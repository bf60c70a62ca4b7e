/// Session and token lifecycle
///
/// Registration, login, refresh and current-user lookup. Each operation takes
/// the caller's unit of work and performs all of its reads and writes through
/// it; committing or rolling back is the caller's job (see `store::finish`).

use chrono::{Duration, Utc};
use uuid::Uuid;

use crate::auth::jwt::generate_access_token;
use crate::auth::password::{hash_password, prepare_dummy_password_hash, verify_dummy_password, verify_password};
use crate::auth::refresh_token::generate_refresh_token;
use crate::auth::token_store::{find_active_refresh_token_by_raw, record_access_token, record_refresh_token};
use crate::configuration::JwtSettings;
use crate::error::{AppError, AuthError};
use crate::models::{TokenPair, User};
use crate::store::UnitOfWork;
use crate::validators::{is_valid_email, is_valid_name, is_valid_password};

#[derive(Clone, Debug)]
pub struct SessionManager {
    jwt: JwtSettings,
}

impl SessionManager {
    pub fn new(jwt: JwtSettings) -> Self {
        prepare_dummy_password_hash();
        Self { jwt }
    }

    pub fn jwt_settings(&self) -> &JwtSettings {
        &self.jwt
    }

    /// Create a user account
    ///
    /// # Errors
    /// - `ValidationError` for an empty name or password, or a malformed email
    /// - `Conflict` if an active user already has this email (case-insensitive)
    /// - `CryptoError::Hashing` if bcrypt fails
    pub async fn register(
        &self,
        uow: &mut dyn UnitOfWork,
        name: &str,
        email: &str,
        password: &str,
    ) -> Result<User, AppError> {
        let name = is_valid_name(name)?;
        let email = is_valid_email(email)?;
        is_valid_password(password)?;

        if uow.find_active_user_by_email(&email).await?.is_some() {
            return Err(AppError::Conflict("email already used".to_string()));
        }

        let user = User {
            id: Uuid::new_v4(),
            name,
            email,
            password_hash: hash_password(password)?,
            created_at: Utc::now(),
            updated_at: None,
            deleted_at: None,
        };

        uow.insert_user(&user).await?;
        tracing::info!(user_id = %user.id, "User registered");

        Ok(user)
    }

    /// Exchange credentials for a fresh access/refresh token pair
    ///
    /// An unknown email and a wrong password produce the same error, and
    /// both cost one bcrypt verification.
    pub async fn login(
        &self,
        uow: &mut dyn UnitOfWork,
        email: &str,
        password: &str,
    ) -> Result<TokenPair, AppError> {
        let email = is_valid_email(email)?;
        is_valid_password(password)?;

        let user = match uow.find_active_user_by_email(&email).await? {
            Some(user) => user,
            None => {
                verify_dummy_password(password);
                tracing::debug!("Login for unknown email");
                return Err(AppError::Auth(AuthError::InvalidCredentials));
            }
        };

        if !verify_password(&user.password_hash, password)? {
            tracing::debug!(user_id = %user.id, "Login with wrong password");
            return Err(AppError::Auth(AuthError::InvalidCredentials));
        }

        let refresh_token = generate_refresh_token()?;
        let refresh_expiry = Utc::now() + Duration::seconds(self.jwt.refresh_token_expiry);
        let recorded = record_refresh_token(uow, user.id, &refresh_token, refresh_expiry).await?;

        let (access_token, access_expiry) =
            generate_access_token(user.id, &self.jwt, recorded.expired_at)?;
        record_access_token(uow, user.id, recorded.id, &access_token, access_expiry).await?;

        tracing::info!(user_id = %user.id, "User logged in");

        Ok(TokenPair::bearer(access_token, refresh_token, access_expiry))
    }

    /// Mint a new access token under an existing refresh token
    ///
    /// The refresh token is not rotated: the same raw value comes back and
    /// stays usable until its own expiry.
    ///
    /// # Errors
    /// `AuthError::InvalidToken` if the refresh token is unknown, expired,
    /// revoked, or belongs to a deleted user
    pub async fn refresh(&self, uow: &mut dyn UnitOfWork, raw_refresh_token: &str) -> Result<TokenPair, AppError> {
        if raw_refresh_token.trim().is_empty() {
            return Err(AppError::invalid_token());
        }

        let parent = find_active_refresh_token_by_raw(uow, raw_refresh_token).await?;

        if uow.find_active_user_by_id(parent.user_id).await?.is_none() {
            tracing::warn!(user_id = %parent.user_id, "Refresh token owner no longer active");
            return Err(AppError::invalid_token());
        }

        let (access_token, access_expiry) =
            generate_access_token(parent.user_id, &self.jwt, parent.expired_at)?;
        record_access_token(uow, parent.user_id, parent.id, &access_token, access_expiry).await?;

        tracing::info!(user_id = %parent.user_id, "Access token refreshed");

        Ok(TokenPair::bearer(
            access_token,
            raw_refresh_token.to_string(),
            access_expiry,
        ))
    }

    /// Load the active user behind an authenticated identity
    pub async fn current_user(&self, uow: &mut dyn UnitOfWork, user_id: Uuid) -> Result<User, AppError> {
        uow.find_active_user_by_id(user_id)
            .await?
            .ok_or_else(|| AppError::NotFound("user not found".to_string()))
    }
}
• • •
The lines above from the one containing "use crate::auth::jwt::generate_access_token;" through the one containing "use crate::configuration::JwtSettings;" are to be set down exactly, and no others.

use crate::auth::jwt::generate_access_token;
use crate::auth::password::{hash_password, prepare_dummy_password_hash, verify_dummy_password, verify_password};
use crate::auth::refresh_token::generate_refresh_token;
use crate::auth::token_store::{find_active_refresh_token_by_raw, record_access_token, record_refresh_token};
use crate::configuration::JwtSettings;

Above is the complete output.